Erstellt von Rene, 23.05.2006, 16:56 Uhr · 35 Antworten · 3.445 Aufrufe

  1. #21
    Avatar von moselbert

    Registriert seit
    15.09.2003
    Beiträge
    2.627

    Re: 100 Tote befürchtet und das Wasser steigt

    Zitat Zitat von Rene",p="348448
    Vielleicht kann ja Moselbert, der Wetterexperte mal ne Prognose abgeben, wenn er mal hier reinschaut.
    Auch ich bin da auf die Modellergebnisse und Vorhersagen der Kollegen angewiesen.

    Tägliche Wettervorhersage des Thai Meteorological Departments (TMD)
    Die sagen heute:
    Flooding conditions still persists in the risky areas in Lampang, Nan, Phrae, Uttaradit and Sukhothai provinces during a few days.
    7-Tagesvorhersage der gleichen Kollegen. Die Links (z.B. "Northern Part") führen zu einer grafischen Darstellung. Die ist allerdings nicht sehr aussagekräftig, weil ja jetzt die Regenzeit beginnt und die Grafik heute nur sagt, dass jeden Tag Gewitter zu erwarten sind. Das weiß man aber sowieso.

    Meine Lieblingsseite, die ich sogar manchmal auf der Arbeit verwende, ist Wetter3 mit Vorhersagen für 7 Tage auf Basis des amerikanischen Wettermodells GFS. Hier kann man sich beispielsweise unten "Asien" und "Niederschlagssumme" auswählen und hat den Norden Thailands mit drauf.

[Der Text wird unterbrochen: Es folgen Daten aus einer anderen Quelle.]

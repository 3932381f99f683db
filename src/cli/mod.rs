//! CLI argument parsing for bsrs.
//!
//! Uses clap derive macros for declarative argument definitions.
//! This module defines the command structure; actual implementations
//! are in the `commands` module.

use crate::context::PathOverrides;
use clap::{ArgAction, Args, Parser, Subcommand};
use std::path::PathBuf;

/// bsrs: Template-driven prompt workflow for business strategy research.
///
/// Research runs through phases of themed, multi-step prompts:
/// - Pick a template (phase, then theme/step)
/// - bsrs fills it from your project configuration and writes the prompt
/// - Paste the prompt into your AI chat tool, then `record` the answer
/// - Recorded reports feed the next step as reference context
#[derive(Parser, Debug)]
#[command(name = "bsrs")]
#[command(author, version, about, long_about = None)]
#[command(propagate_version = true)]
pub struct Cli {
    #[command(flatten)]
    pub global: GlobalArgs,

    #[command(subcommand)]
    pub command: Command,
}

/// Options shared by every command.
#[derive(Args, Debug, Default)]
pub struct GlobalArgs {
    /// Workspace root (default: current directory).
    #[arg(long, global = true)]
    pub root: Option<PathBuf>,

    /// Project configuration document (default: discovered in the root).
    #[arg(long, global = true)]
    pub config: Option<PathBuf>,

    /// System configuration JSON (default: config/system_config.json).
    #[arg(long, global = true)]
    pub system_config: Option<PathBuf>,

    /// Prompt template directory (default: from the system config).
    #[arg(long, global = true)]
    pub templates: Option<PathBuf>,

    /// Output directory (default: from the system config).
    #[arg(long, global = true)]
    pub output_dir: Option<PathBuf>,

    /// Increase log verbosity (-v info, -vv debug).
    #[arg(short, long, global = true, action = ArgAction::Count)]
    pub verbose: u8,
}

impl GlobalArgs {
    /// Path overrides for workspace resolution.
    pub fn overrides(&self) -> PathOverrides {
        PathOverrides {
            root: self.root.clone(),
            project_config: self.config.clone(),
            system_config: self.system_config.clone(),
            templates_dir: self.templates.clone(),
            output_dir: self.output_dir.clone(),
        }
    }
}

/// Available commands for bsrs.
#[derive(Subcommand, Debug)]
pub enum Command {
    /// Resolve a prompt template and write it to the output directory.
    ///
    /// TARGET is PHASE[/THEME[/STEP]]; any missing part is asked
    /// interactively.
    Prompt(PromptArgs),

    /// List available templates in declared order.
    List(ListArgs),

    /// Store a pasted-back research report and quality-check it.
    ///
    /// Reads the report from --file, or from stdin until end of input.
    Record(RecordArgs),

    /// Quality-check a report file.
    ///
    /// Exits non-zero when the score is below the pass threshold.
    Check(CheckArgs),

    /// Write default templates and a project config template.
    ///
    /// Existing files are never overwritten.
    Scaffold(ScaffoldArgs),
}

/// Arguments for the `prompt` command.
#[derive(Parser, Debug)]
pub struct PromptArgs {
    /// Template to resolve: PHASE[/THEME[/STEP]].
    pub target: Option<String>,

    /// Also print the resolved prompt to stdout.
    #[arg(long)]
    pub print: bool,

    /// Override the research topic (default: the project name).
    #[arg(long)]
    pub topic: Option<String>,
}

/// Arguments for the `list` command.
#[derive(Parser, Debug)]
pub struct ListArgs {
    /// Show each template's placeholders and flag keys missing from the
    /// project configuration.
    #[arg(long)]
    pub placeholders: bool,
}

/// Arguments for the `record` command.
#[derive(Parser, Debug)]
pub struct RecordArgs {
    /// Template the report answers: PHASE/THEME/STEP.
    pub target: String,

    /// Read the report from this file instead of stdin.
    #[arg(long)]
    pub file: Option<PathBuf>,

    /// Override the research topic (default: the project name).
    #[arg(long)]
    pub topic: Option<String>,
}

/// Arguments for the `check` command.
#[derive(Parser, Debug)]
pub struct CheckArgs {
    /// Report file to check.
    pub path: PathBuf,

    /// Print the result as JSON.
    #[arg(long)]
    pub json: bool,
}

/// Arguments for the `scaffold` command.
#[derive(Parser, Debug)]
pub struct ScaffoldArgs {
    /// Also fill in missing steps of themes that already have templates.
    #[arg(long)]
    pub force: bool,
}

impl Cli {
    /// Parse command line arguments.
    pub fn parse_args() -> Self {
        Cli::parse()
    }
}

Der Süden ist besser auf dem Ausschnitt Australien zu sehen.

    Wer Thai kann ist beim Regionalen Wetterzentrum Nord des TMD, so hoffe ich, gut aufgehoben. Englisch ist hier leider nur diese Seite des Zentrums Nord.

    Regenvorhersagen in Kartenform gibt es auch vom TMD. Diese Seite ist ganz nett. Bitte den Hinweisen auf der Seite folgen. Rechts fährt man ganz gut mit der Angabe "Model 36km" oder "12 km" und "3h Precipitation", das automatisch lädt. Die Animation zeigt den Regen in den nächsten 3 Tagen recht gut.

    Auch hier kann man sich TMD Ergebnisse von anderen Modellen anzeigen lassen. Die Darstellung der Niederschlagssummen (Regenmengen) ist allerdings etwas ungewöhnlich.

    Einen sehr schönen Satellitenfilm bietet "National Environment Agency" von Singapur an. Heute sieht man darauf eine Wolkenzirkulation über dem östlichen Golf von Bengalen, die es nicht geschafft hat sich zu einem tropischen Zyklon (Taifun) zu entwickeln. Diese ist aber dennoch wohl die Ursache für die kräftigen Regenfälle der vergangenen Tage.

    Wer wissen will, wieviel Regen in den vergangenen 24 Stunden an ausgewählten Stationen gefallen ist mag hier herein schauen, auch ein Angebot des TMD.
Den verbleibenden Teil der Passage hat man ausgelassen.